Braucht es Preiserhöhungen bei Medikamenten?
Zuletzt wurde viel über Reformen im Gesundheitssystem diskutiert. Ein Kritiker ist ÖGK-Arbeitnehmer:innen-Obmann Andreas Huss. Die Newsplattform Relatus hat mit ihm gesprochen.
Ein wichtiges Gesundheitsthema ist derzeit der künftige Finanzausgleich. Die Bundesländer wollen hier mehr Geld und Verschiebungen in den ambulanten Bereich. Was halten Sie davon? Für die Diskussion zum Finanzausgleich ist relevant zu wissen, dass die Zahlen in den Spitalsambulanzen nicht explodieren, sie sind in den Coronajahren sogar zurückgegangen und stagnieren auf einer Frequenz von etwa 17,4 Millionen pro Jahr. Bei den Krankenhausaufnahmen und Belagstagen gehen seit Jahren die Zahlen sogar klar zurück. Die stationären Aufnahmen sind seit 2010 von knapp 3 Millionen im Jahr 2010 auf 2,3 Millionen im Jahr 2021 gefallen. Die Krankenhaus-Belagstage sind erfreulicherweise von 13,7 Millionen im Jahr 2010 auf 10,4 Millionen im Jahr 2021 gefallen.
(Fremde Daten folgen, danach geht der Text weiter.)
//! Room presence table and room lifecycle.
//!
//! This is the authoritative source of "who is in room X right now",
//! distinct from the durable `room_participants` rows. A room's in-memory
//! state is created lazily by its first joiner and deleted the moment its
//! presence set empties; a later join gets a fresh room with an empty
//! message buffer and no pins carried over.

use std::collections::{HashMap, VecDeque};
use std::sync::Arc;
use studyhall_common::signal::{ChatRelay, PresenceEntry};
use tokio::sync::RwLock;
use uuid::Uuid;

/// Ephemeral per-room state.
#[derive(Debug, Clone)]
struct RoomState {
    /// Insertion-ordered; rejoin replaces in place, keeping position.
    entries: Vec<PresenceEntry>,
    /// Bounded recent-message buffer, oldest evicted.
    recent: VecDeque<ChatRelay>,
    pinned: Vec<Uuid>,
}

impl RoomState {
    fn new() -> Self {
        Self {
            entries: Vec::new(),
            recent: VecDeque::new(),
            pinned: Vec::new(),
        }
    }
}

/// Snapshot returned to a joiner.
#[derive(Debug, Clone)]
pub struct RoomSnapshot {
    pub participants: Vec<PresenceEntry>,
    pub recent_messages: Vec<ChatRelay>,
    pub pinned_message_ids: Vec<Uuid>,
}

/// Outcome of a leave.
#[derive(Debug, Clone)]
pub struct LeaveOutcome {
    pub entry: PresenceEntry,
    /// True when this leave emptied the room and tore it down.
    pub room_closed: bool,
}

/// Presence across all live rooms.
#[derive(Clone)]
pub struct PresenceTable {
    rooms: Arc<RwLock<HashMap<Uuid, RoomState>>>,
    buffer_size: usize,
}

impl PresenceTable {
    pub fn new(buffer_size: usize) -> Self {
        Self {
            rooms: Arc::new(RwLock::new(HashMap::new())),
            buffer_size,
        }
    }

    /// Add a user to a room, creating the room if absent. Rejoin with the
    /// same identity replaces the prior entry rather than duplicating it.
    /// Returns the post-join snapshot.
    pub async fn join_room(&self, room_id: Uuid, entry: PresenceEntry) -> RoomSnapshot {
        let mut rooms = self.rooms.write().await;
        let room = rooms.entry(room_id).or_insert_with(RoomState::new);

        match room.entries.iter_mut().find(|e| e.user_id == entry.user_id) {
            Some(existing) => *existing = entry,
            None => room.entries.push(entry),
        }

        RoomSnapshot {
            participants: room.entries.clone(),
            recent_messages: room.recent.iter().cloned().collect(),
            pinned_message_ids: room.pinned.clone(),
        }
    }

    /// Remove a user from a room; tears the room down when it empties.
    /// Removal is keyed by user *and* connection id: a replaced
    /// connection's late leave must not evict the entry a superseding
    /// session rejoined with. Leaving a room you are not in (or with a
    /// stale connection id) is a no-op returning `None`.
    pub async fn leave_room(
        &self,
        room_id: Uuid,
        user_id: Uuid,
        connection_id: Uuid,
    ) -> Option<LeaveOutcome> {
        let mut rooms = self.rooms.write().await;
        let room = rooms.get_mut(&room_id)?;

        let idx = room
            .entries
            .iter()
            .position(|e| e.user_id == user_id && e.connection_id == connection_id)?;
        let entry = room.entries.remove(idx);

        let room_closed = room.entries.is_empty();
        if room_closed {
            rooms.remove(&room_id);
            tracing::debug!(room = %room_id, "Room emptied, state discarded");
        }

        Some(LeaveOutcome { entry, room_closed })
    }

    /// Insertion-ordered presence for a room; empty if the room is gone.
    pub async fn get_presence(&self, room_id: Uuid) -> Vec<PresenceEntry> {
        self.rooms
            .read()
            .await
            .get(&room_id)
            .map(|r| r.entries.clone())
            .unwrap_or_default()
    }

    /// Which room (if any) a user is currently present in. Used when a
    /// superseding connection has to evict its predecessor.
    pub async fn find_room_of(&self, user_id: Uuid) -> Option<Uuid> {
        self.rooms
            .read()
            .await
            .iter()
            .find(|(_, room)| room.entries.iter().any(|e| e.user_id == user_id))
            .map(|(id, _)| *id)
    }

    /// Append a relay copy to the room's bounded buffer.
    pub async fn append_message(&self, room_id: Uuid, message: ChatRelay) {
        let mut rooms = self.rooms.write().await;
        if let Some(room) = rooms.get_mut(&room_id) {
            if room.recent.len() >= self.buffer_size {
                room.recent.pop_front();
            }
            room.recent.push_back(message);
        }
    }

    /// Record a pin on the room's ephemeral state.
    pub async fn add_pin(&self, room_id: Uuid, message_id: Uuid) {
        let mut rooms = self.rooms.write().await;
        if let Some(room) = rooms.get_mut(&room_id) {
            if !room.pinned.contains(&message_id) {
                room.pinned.push(message_id);
            }
        }
    }

    pub async fn room_exists(&self, room_id: Uuid) -> bool {
        self.rooms.read().await.contains_key(&room_id)
    }

    pub async fn active_room_count(&self) -> usize {
        self.rooms.read().await.len()
    }

    /// Live member count for a room, for REST listings and health stats.
    pub async fn member_count(&self, room_id: Uuid) -> usize {
        self.rooms
            .read()
            .await
            .get(&room_id)
            .map(|r| r.entries.len())
            .unwrap_or(0)
    }
}

#[cfg(test)]
mod tests {
    use super::*;
    use chrono::Utc;

    fn entry(user_id: Uuid, name: &str) -> PresenceEntry {
        PresenceEntry {
            user_id,
            connection_id: Uuid::new_v4(),
            display_name: name.to_string(),
            display_avatar: None,
            joined_at: Utc::now(),
        }
    }

    fn relay(room_id: Uuid, content: &str) -> ChatRelay {
        ChatRelay {
            id: Uuid::new_v4(),
            room_id,
            user_id: Uuid::new_v4(),
            display_name: "tester".into(),
            content: content.into(),
            sent_at: Utc::now(),
        }
    }

    #[tokio::test]
    async fn membership_matches_join_leave_history() {
        let table = PresenceTable::new(50);
        let room = Uuid::new_v4();
        let (a, b, c) = (Uuid::new_v4(), Uuid::new_v4(), Uuid::new_v4());

        table.join_room(room, entry(a, "a")).await;
        let e_b = entry(b, "b");
        table.join_room(room, e_b.clone()).await;
        table.join_room(room, entry(c, "c")).await;
        table.leave_room(room, b, e_b.connection_id).await;

        let present: Vec<Uuid> = table
            .get_presence(room)
            .await
            .iter()
            .map(|e| e.user_id)
            .collect();
        assert_eq!(present, vec![a, c]);
    }

    #[tokio::test]
    async fn rejoin_replaces_without_duplicating() {
        let table = PresenceTable::new(50);
        let room = Uuid::new_v4();
        let (a, b) = (Uuid::new_v4(), Uuid::new_v4());

        table.join_room(room, entry(a, "a")).await;
        table.join_room(room, entry(b, "b")).await;
        let snapshot = table.join_room(room, entry(a, "a-again")).await;

        assert_eq!(snapshot.participants.len(), 2);
        // Replacement keeps the original slot, so ordering is stable.
        assert_eq!(snapshot.participants[0].user_id, a);
        assert_eq!(snapshot.participants[0].display_name, "a-again");
    }

    #[tokio::test]
    async fn double_leave_is_idempotent() {
        let table = PresenceTable::new(50);
        let room = Uuid::new_v4();
        let a = Uuid::new_v4();

        let e_a = entry(a, "a");
        table.join_room(room, e_a.clone()).await;
        let first = table.leave_room(room, a, e_a.connection_id).await;
        assert!(first.is_some_and(|o| o.room_closed));
        assert!(table.leave_room(room, a, e_a.connection_id).await.is_none());
    }

    #[tokio::test]
    async fn leave_with_stale_connection_id_is_a_no_op() {
        let table = PresenceTable::new(50);
        let room = Uuid::new_v4();
        let a = Uuid::new_v4();

        let old = entry(a, "a");
        table.join_room(room, old.clone()).await;
        // Same user rejoins on a fresh connection; the entry is replaced.
        let new = entry(a, "a");
        table.join_room(room, new.clone()).await;

        assert!(table.leave_room(room, a, old.connection_id).await.is_none());
        let present = table.get_presence(room).await;
        assert_eq!(present.len(), 1);
        assert_eq!(present[0].connection_id, new.connection_id);

        assert!(table.leave_room(room, a, new.connection_id).await.is_some());
        assert!(!table.room_exists(room).await);
    }

    #[tokio::test]
    async fn teardown_discards_buffer_and_pins() {
        let table = PresenceTable::new(50);
        let room = Uuid::new_v4();
        let a = Uuid::new_v4();

        let e_a = entry(a, "a");
        table.join_room(room, e_a.clone()).await;
        table.append_message(room, relay(room, "hello")).await;
        table.add_pin(room, Uuid::new_v4()).await;
        table.leave_room(room, a, e_a.connection_id).await;
        assert!(!table.room_exists(room).await);

        // A fresh incarnation starts clean.
        let snapshot = table.join_room(room, entry(a, "a")).await;
        assert!(snapshot.recent_messages.is_empty());
        assert!(snapshot.pinned_message_ids.is_empty());
    }

    #[tokio::test]
    async fn message_buffer_is_bounded() {
        let table = PresenceTable::new(3);
        let room = Uuid::new_v4();
        table.join_room(room, entry(Uuid::new_v4(), "a")).await;

        for i in 0..5 {
            table.append_message(room, relay(room, &format!("m{i}"))).await;
        }

        let snapshot = table.join_room(room, entry(Uuid::new_v4(), "b")).await;
        let contents: Vec<&str> = snapshot
            .recent_messages
            .iter()
            .map(|m| m.content.as_str())
            .collect();
        assert_eq!(contents, vec!["m2", "m3", "m4"]);
    }

    #[tokio::test]
    async fn find_room_of_tracks_single_membership() {
        let table = PresenceTable::new(50);
        let room = Uuid::new_v4();
        let a = Uuid::new_v4();

        assert!(table.find_room_of(a).await.is_none());
        table.join_room(room, entry(a, "a")).await;
        assert_eq!(table.find_room_of(a).await, Some(room));
    }
}
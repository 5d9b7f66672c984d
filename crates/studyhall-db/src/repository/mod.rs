//! Repository modules — one per aggregate, free functions over `&PgPool`.

pub mod groups;
pub mod messages;
pub mod posts;
pub mod rooms;
pub mod stats;
pub mod tasks;
pub mod users;
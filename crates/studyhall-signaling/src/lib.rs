//! # studyhall-signaling
//!
//! Real-time room coordination and WebRTC signaling server.
//!
//! Flow for a typical session:
//!
//! 1. Client connects to /signaling
//! 2. Sends `Identify` with a JWT access token (first frame, mandatory)
//! 3. Sends `Join` with a room id (+ access code for private rooms)
//! 4. Server admits, sends the room snapshot, broadcasts `UserJoined`
//! 5. Members negotiate pairwise WebRTC links by relaying opaque
//!    `WebRtcSignal` payloads addressed by connection id
//! 6. Chat and pin events flow through the same channel
//! 7. `Leave` or disconnect prunes presence; empty rooms are torn down
//!
//! The hub owns the only shared mutable state (connection registry and
//! presence table) and is constructed at startup and injected — the REST
//! layer reads live stats through it but never mutates it.

pub mod handler;
pub mod presence;
pub mod registry;
pub mod router;
pub mod store;

use crate::presence::PresenceTable;
use crate::registry::ConnectionRegistry;
use crate::store::{ChatStore, PresenceStore, RoomDirectory};
use std::sync::Arc;
use std::time::Duration;
use uuid::Uuid;

/// Tunables the hub needs; lifted out of the global config so tests can
/// construct hubs directly.
#[derive(Debug, Clone)]
pub struct HubLimits {
    pub max_message_length: usize,
    pub chat_buffer_size: usize,
    /// Bound on the room-record lookup at join time; past this the join
    /// is rejected with a retryable error instead of hanging.
    pub room_lookup_timeout: Duration,
}

impl Default for HubLimits {
    fn default() -> Self {
        Self {
            max_message_length: 2000,
            chat_buffer_size: 50,
            room_lookup_timeout: Duration::from_secs(3),
        }
    }
}

/// Shared signaling state — one per process.
pub struct SignalingHub {
    pub registry: ConnectionRegistry,
    pub presence: PresenceTable,
    pub(crate) directory: Arc<dyn RoomDirectory>,
    pub(crate) presence_store: Arc<dyn PresenceStore>,
    pub(crate) chat_store: Arc<dyn ChatStore>,
    pub(crate) limits: HubLimits,
}

impl SignalingHub {
    pub fn new(
        directory: Arc<dyn RoomDirectory>,
        presence_store: Arc<dyn PresenceStore>,
        chat_store: Arc<dyn ChatStore>,
        limits: HubLimits,
    ) -> Self {
        Self {
            registry: ConnectionRegistry::new(),
            presence: PresenceTable::new(limits.chat_buffer_size),
            directory,
            presence_store,
            chat_store,
            limits,
        }
    }

    /// Live member count for a room (0 when the room has no live state).
    pub async fn active_users_in(&self, room_id: Uuid) -> usize {
        self.presence.member_count(room_id).await
    }

    pub async fn stats(&self) -> HubStats {
        HubStats {
            active_rooms: self.presence.active_room_count().await,
            connected_users: self.registry.connected_count().await,
        }
    }
}

/// Live signaling stats for the health endpoint.
#[derive(Debug, serde::Serialize)]
pub struct HubStats {
    pub active_rooms: usize,
    pub connected_users: usize,
}
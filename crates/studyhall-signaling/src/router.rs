//! Signaling router — interprets inbound ops and fans events out.
//!
//! Per-connection state machine: Unauthenticated → Authenticated →
//! (optionally) InRoom → Authenticated (on leave) → Disconnected. The
//! transport handler owns the Unauthenticated step; everything after
//! `Identify` lands here with a [`ConnCtx`].
//!
//! Ordering: delivery within one connection is FIFO (ordered transport,
//! ordered per-connection outbound queue). There is no cross-sender
//! ordering guarantee — two users chatting "at the same time" may be
//! observed in either order by a third.

use crate::SignalingHub;
use crate::registry::ConnHandle;
use chrono::Utc;
use studyhall_common::signal::{ChatRelay, ClientOp, PresenceEntry, ServerEvent, codes};
use std::sync::Arc;
use uuid::Uuid;

/// The room a connection is currently in, with the owner identity
/// captured from the room record at join time (it gates pins).
#[derive(Debug, Clone)]
pub struct JoinedRoom {
    pub room_id: Uuid,
    pub owner_id: Uuid,
}

/// Per-connection state, owned by the transport handler.
pub struct ConnCtx {
    pub handle: ConnHandle,
    pub display_name: String,
    pub display_avatar: Option<String>,
    pub room: Option<JoinedRoom>,
}

impl ConnCtx {
    pub fn new(handle: ConnHandle, display_name: String, display_avatar: Option<String>) -> Self {
        Self {
            handle,
            display_name,
            display_avatar,
            room: None,
        }
    }

    fn user_id(&self) -> Uuid {
        self.handle.user_id
    }

    fn error(&self, code: u32, message: &str) {
        self.handle.send(ServerEvent::Error {
            code,
            message: message.to_string(),
        });
    }
}

impl SignalingHub {
    /// Handle one authenticated inbound op. Errors are delivered to the
    /// originating connection only; nothing here tears the connection
    /// down or touches other rooms.
    pub async fn dispatch(&self, ctx: &mut ConnCtx, op: ClientOp) {
        match op {
            ClientOp::Identify { .. } => {
                ctx.error(codes::BAD_FRAME, "Already identified");
            }
            ClientOp::Join {
                room_id,
                access_code,
            } => self.handle_join(ctx, room_id, access_code).await,
            ClientOp::ChatSend { content } => self.handle_chat(ctx, content).await,
            ClientOp::Pin { message_id } => self.handle_pin(ctx, message_id).await,
            ClientOp::WebRtcSignal { payload, target } => {
                self.handle_signal(ctx, payload, target).await
            }
            ClientOp::Leave => self.handle_leave(ctx).await,
        }
    }

    async fn handle_join(&self, ctx: &mut ConnCtx, room_id: Uuid, access_code: Option<String>) {
        // The room record is the only storage consulted on the join
        // path, and the lookup is bounded so a slow store cannot leave
        // the join hanging.
        let lookup = tokio::time::timeout(
            self.limits.room_lookup_timeout,
            self.directory.room_record(room_id),
        )
        .await;

        let record = match lookup {
            Err(_) => {
                tracing::warn!(room = %room_id, "Room record lookup timed out");
                ctx.error(codes::LOOKUP_FAILED, "Room lookup timed out, try again");
                return;
            }
            Ok(Err(e)) => {
                tracing::warn!(room = %room_id, error = %e, "Room record lookup failed");
                ctx.error(codes::LOOKUP_FAILED, "Room lookup failed, try again");
                return;
            }
            Ok(Ok(None)) => {
                ctx.error(codes::ROOM_NOT_FOUND, "Room not found");
                return;
            }
            Ok(Ok(Some(record))) => record,
        };

        if record.is_private && access_code.as_deref() != record.access_code.as_deref() {
            ctx.error(codes::BAD_ACCESS_CODE, "Invalid access code");
            return;
        }

        // Switching rooms: vacate the old one first.
        if let Some(current) = &ctx.room {
            if current.room_id != room_id {
                self.handle_leave(ctx).await;
            }
        }

        let entry = PresenceEntry {
            user_id: ctx.user_id(),
            connection_id: ctx.handle.connection_id,
            display_name: ctx.display_name.clone(),
            display_avatar: ctx.display_avatar.clone(),
            joined_at: Utc::now(),
        };

        let snapshot = self.presence.join_room(room_id, entry.clone()).await;
        ctx.room = Some(JoinedRoom {
            room_id,
            owner_id: record.owner_id,
        });

        ctx.handle.send(ServerEvent::RoomParticipants {
            room_id,
            participants: snapshot.participants,
            recent_messages: snapshot.recent_messages,
            pinned_message_ids: snapshot.pinned_message_ids,
        });

        self.broadcast(
            room_id,
            ServerEvent::UserJoined {
                entry: entry.clone(),
            },
            Some(ctx.handle.connection_id),
        )
        .await;

        self.mirror_online(room_id, ctx.user_id(), true);

        tracing::info!(
            user = %ctx.user_id(),
            room = %room_id,
            "User joined room"
        );
    }

    async fn handle_chat(&self, ctx: &mut ConnCtx, content: String) {
        let Some(room) = ctx.room.clone() else {
            ctx.error(codes::NOT_IN_ROOM, "Join a room first");
            return;
        };

        let trimmed = content.trim();
        if trimmed.is_empty() {
            ctx.error(codes::BAD_MESSAGE, "Message is empty");
            return;
        }
        if trimmed.len() > self.limits.max_message_length {
            ctx.error(codes::BAD_MESSAGE, "Message too long");
            return;
        }

        let message = ChatRelay {
            id: Uuid::new_v4(),
            room_id: room.room_id,
            user_id: ctx.user_id(),
            display_name: ctx.display_name.clone(),
            content: trimmed.to_string(),
            sent_at: Utc::now(),
        };

        self.presence
            .append_message(room.room_id, message.clone())
            .await;

        // Durable write runs alongside the relay and never gates it; a
        // failed write costs durability, not the live conversation.
        let store = Arc::clone(&self.chat_store);
        let (id, room_id, user_id, text) =
            (message.id, room.room_id, message.user_id, message.content.clone());
        tokio::spawn(async move {
            if let Err(e) = store.persist_message(id, room_id, user_id, &text).await {
                tracing::warn!(room = %room_id, user = %user_id, error = %e, "Chat persistence failed");
            }
        });

        self.broadcast(room.room_id, ServerEvent::NewMessage { message }, None)
            .await;
    }

    async fn handle_pin(&self, ctx: &mut ConnCtx, message_id: Uuid) {
        let Some(room) = ctx.room.clone() else {
            ctx.error(codes::NOT_IN_ROOM, "Join a room first");
            return;
        };

        if room.owner_id != ctx.user_id() {
            ctx.error(codes::NOT_OWNER, "Only the room owner can pin messages");
            return;
        }

        // A pin is a stateful assertion — it must not visually apply
        // unless it was durably recorded.
        match self
            .chat_store
            .persist_pin(room.room_id, message_id, ctx.user_id())
            .await
        {
            Ok(pin_id) => {
                self.presence.add_pin(room.room_id, message_id).await;
                self.broadcast(
                    room.room_id,
                    ServerEvent::MessagePinned {
                        pin_id,
                        message_id,
                        pinned_by: ctx.user_id(),
                    },
                    None,
                )
                .await;
            }
            Err(e) => {
                tracing::warn!(room = %room.room_id, message = %message_id, error = %e, "Pin persistence failed");
                ctx.error(codes::PIN_FAILED, "Could not pin message");
            }
        }
    }

    async fn handle_signal(&self, ctx: &mut ConnCtx, payload: serde_json::Value, target: Uuid) {
        if ctx.room.is_none() {
            ctx.error(codes::NOT_IN_ROOM, "Join a room first");
            return;
        }

        match self.registry.lookup_conn(target).await {
            Some(peer) => {
                peer.send(ServerEvent::WebRtcSignal {
                    payload,
                    from: ctx.handle.connection_id,
                });
            }
            None => {
                // Peer likely disconnected mid-negotiation; a lost race,
                // not an error.
                tracing::debug!(target = %target, "Dropped signal to missing connection");
            }
        }
    }

    async fn handle_leave(&self, ctx: &mut ConnCtx) {
        let Some(room) = ctx.room.take() else {
            return;
        };

        if let Some(outcome) = self
            .presence
            .leave_room(room.room_id, ctx.user_id(), ctx.handle.connection_id)
            .await
        {
            if !outcome.room_closed {
                self.broadcast(
                    room.room_id,
                    ServerEvent::UserLeft {
                        entry: outcome.entry,
                    },
                    None,
                )
                .await;
            }
            self.mirror_online(room.room_id, ctx.user_id(), false);

            tracing::info!(
                user = %ctx.user_id(),
                room = %room.room_id,
                "User left room"
            );
        }
    }

    /// Transport closed — forced leave plus registry cleanup. A normal
    /// lifecycle transition, never surfaced as an error.
    pub async fn handle_disconnect(&self, ctx: &mut ConnCtx) {
        self.handle_leave(ctx).await;
        self.registry
            .unregister(ctx.user_id(), ctx.handle.connection_id)
            .await;
    }

    /// A newer connection registered for this user: vacate the old
    /// connection's room membership and tell the old transport why.
    pub async fn evict_superseded(&self, old: ConnHandle) {
        if let Some(room_id) = self.presence.find_room_of(old.user_id).await {
            if let Some(outcome) = self
                .presence
                .leave_room(room_id, old.user_id, old.connection_id)
                .await
            {
                if !outcome.room_closed {
                    self.broadcast(
                        room_id,
                        ServerEvent::UserLeft {
                            entry: outcome.entry,
                        },
                        None,
                    )
                    .await;
                }
                self.mirror_online(room_id, old.user_id, false);
            }
        }
        old.send(ServerEvent::Error {
            code: codes::SUPERSEDED,
            message: "Session replaced by a newer connection".to_string(),
        });
    }

    /// Fan an event out to a room's members. Delivery is per-target
    /// failure-isolated: a gone or slow member never blocks the rest.
    async fn broadcast(&self, room_id: Uuid, event: ServerEvent, exclude_conn: Option<Uuid>) {
        for entry in self.presence.get_presence(room_id).await {
            if Some(entry.connection_id) == exclude_conn {
                continue;
            }
            match self.registry.lookup_conn(entry.connection_id).await {
                Some(peer) => {
                    if !peer.send(event.clone()) {
                        tracing::debug!(conn = %entry.connection_id, "Missed delivery, writer gone");
                    }
                }
                None => {
                    tracing::debug!(conn = %entry.connection_id, "Presence entry without live connection");
                }
            }
        }
    }

    /// Best-effort mirror of live presence into durable participant
    /// rows; failures are logged and never block the signaling path.
    fn mirror_online(&self, room_id: Uuid, user_id: Uuid, online: bool) {
        let store = Arc::clone(&self.presence_store);
        tokio::spawn(async move {
            if let Err(e) = store.set_online(room_id, user_id, online).await {
                tracing::warn!(room = %room_id, user = %user_id, error = %e, "Presence mirror failed");
            }
        });
    }
}
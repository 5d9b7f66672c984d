//! Response cache — Redis when configured, in-process TTL map otherwise.
//!
//! A Redis error on any operation falls back to the memory map for that
//! operation; the cache is an optimization, never a source of truth, so
//! failures degrade silently to a miss.

use redis::aio::ConnectionManager;
use redis::AsyncCommands;
use serde::de::DeserializeOwned;
use serde::Serialize;
use std::collections::HashMap;
use std::sync::Arc;
use std::time::{Duration, Instant};
use tokio::sync::RwLock;

struct MemoryEntry {
    value: String,
    expires_at: Instant,
}

/// Two-tier cache handle. Cheap to clone; all clones share state.
#[derive(Clone)]
pub struct Cache {
    redis: Option<ConnectionManager>,
    memory: Arc<RwLock<HashMap<String, MemoryEntry>>>,
}

impl Cache {
    /// Connect to Redis if a URL is configured; otherwise memory-only.
    pub async fn connect(redis_url: Option<&str>) -> Self {
        let redis = match redis_url {
            Some(url) => match redis::Client::open(url) {
                Ok(client) => match ConnectionManager::new(client).await {
                    Ok(conn) => {
                        tracing::info!("Connected to Redis cache");
                        Some(conn)
                    }
                    Err(e) => {
                        tracing::warn!("Redis unavailable, using memory cache: {e}");
                        None
                    }
                },
                Err(e) => {
                    tracing::warn!("Invalid Redis URL, using memory cache: {e}");
                    None
                }
            },
            None => None,
        };

        Self {
            redis,
            memory: Arc::new(RwLock::new(HashMap::new())),
        }
    }

    /// Memory-only cache, for tests and Redis-less deployments.
    pub fn in_memory() -> Self {
        Self {
            redis: None,
            memory: Arc::new(RwLock::new(HashMap::new())),
        }
    }

    /// Get and deserialize a cached value. Expired or missing keys are a miss.
    pub async fn get<T: DeserializeOwned>(&self, key: &str) -> Option<T> {
        if let Some(conn) = &self.redis {
            let mut conn = conn.clone();
            match conn.get::<_, Option<String>>(key).await {
                Ok(Some(raw)) => return serde_json::from_str(&raw).ok(),
                Ok(None) => return None,
                Err(e) => tracing::debug!("Redis get failed, trying memory: {e}"),
            }
        }

        let mut memory = self.memory.write().await;
        match memory.get(key) {
            Some(entry) if entry.expires_at > Instant::now() => {
                serde_json::from_str(&entry.value).ok()
            }
            Some(_) => {
                memory.remove(key);
                None
            }
            None => None,
        }
    }

    /// Serialize and store a value with a TTL.
    pub async fn set<T: Serialize>(&self, key: &str, value: &T, ttl_secs: u64) {
        let Ok(raw) = serde_json::to_string(value) else {
            return;
        };

        if let Some(conn) = &self.redis {
            let mut conn = conn.clone();
            if let Err(e) = conn.set_ex::<_, _, ()>(key, &raw, ttl_secs).await {
                tracing::debug!("Redis set failed, using memory: {e}");
            } else {
                return;
            }
        }

        self.memory.write().await.insert(
            key.to_string(),
            MemoryEntry {
                value: raw,
                expires_at: Instant::now() + Duration::from_secs(ttl_secs),
            },
        );
    }

    /// Invalidate a key in both tiers.
    pub async fn del(&self, key: &str) {
        if let Some(conn) = &self.redis {
            let mut conn = conn.clone();
            if let Err(e) = conn.del::<_, ()>(key).await {
                tracing::debug!("Redis del failed: {e}");
            }
        }
        self.memory.write().await.remove(key);
    }
}

#[cfg(test)]
mod tests {
    use super::*;

    #[tokio::test]
    async fn set_get_roundtrip() {
        let cache = Cache::in_memory();
        cache.set("k", &vec![1, 2, 3], 60).await;
        let got: Option<Vec<i32>> = cache.get("k").await;
        assert_eq!(got, Some(vec![1, 2, 3]));
    }

    #[tokio::test]
    async fn expired_entry_is_a_miss() {
        let cache = Cache::in_memory();
        cache.set("k", &"v", 0).await;
        tokio::time::sleep(Duration::from_millis(10)).await;
        let got: Option<String> = cache.get("k").await;
        assert_eq!(got, None);
    }

    #[tokio::test]
    async fn del_removes_entry() {
        let cache = Cache::in_memory();
        cache.set("k", &"v", 60).await;
        cache.del("k").await;
        let got: Option<String> = cache.get("k").await;
        assert_eq!(got, None);
    }
}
Was wollen Sie und die ÖGK? In den anstehenden Finanzausgleichsverhandlungen wollen wir die Chance nutzen, um die großen Herausforderungen anzugehen und strukturelle Verbesserungen für die Bevölkerung zu erreichen. Das bloße Hin- und Herschieben von Geld beziehungsweise der Streit ums Geld auf dem Rücken der Patient:innen muss endlich zu Ende sein. Neben der besseren Verschränkung von spitalsambulanter und niedergelassener Versorgung, dem rascheren Ausbau der Primärversorgung, einem öffentlichen und niederschwelligen Impfprogramm wollen wir endlich eine einheitliche Abgabe von Heilbehelfen und Hilfsmitteln in allen Bundesländern. Wir wollen mit dem Bund und den Ländern gemeinsam an einer niederschwelligen und für alle Menschen gleichermaßen verfügbaren hochwertigen öffentlichen Gesundheitsversorgung arbeiten und diese nicht dem gewinnorientierten privaten Markt überlassen.
Eine Herausforderung sind neue, teure Medikamente, die zunehmend aus den Spitälern in den niedergelassenen Bereich wandern und dort verschrieben werden. Wird das für die ÖGK mittelfristig nicht zum Problem? Es soll in Zukunft für Versicherte mit Bedarf an teuren Medikamenten und Therapien egal sein, ob sie im Krankenhaus oder im niedergelassenen Bereich versorgt werden. Hier muss ein gemeinsamer Finanzierungstopf kommen, damit moderne, teure Medikamente und Therapien für alle in Österreich zur Verfügung stehen. Auch in der Versorgung von psychischen Krankheiten brauchen wir ein großes Upgrade mittels insgesamt mindestens 35 multiprofessionellen psychosozialen Versorgungszentren. In diesen Häusern können Versicherte ein breites Spektrum von Psychiatrie, Psychotherapie, Psychologie bis Sozialarbeit unkompliziert und ohne Zuzahlung in Anspruch nehmen.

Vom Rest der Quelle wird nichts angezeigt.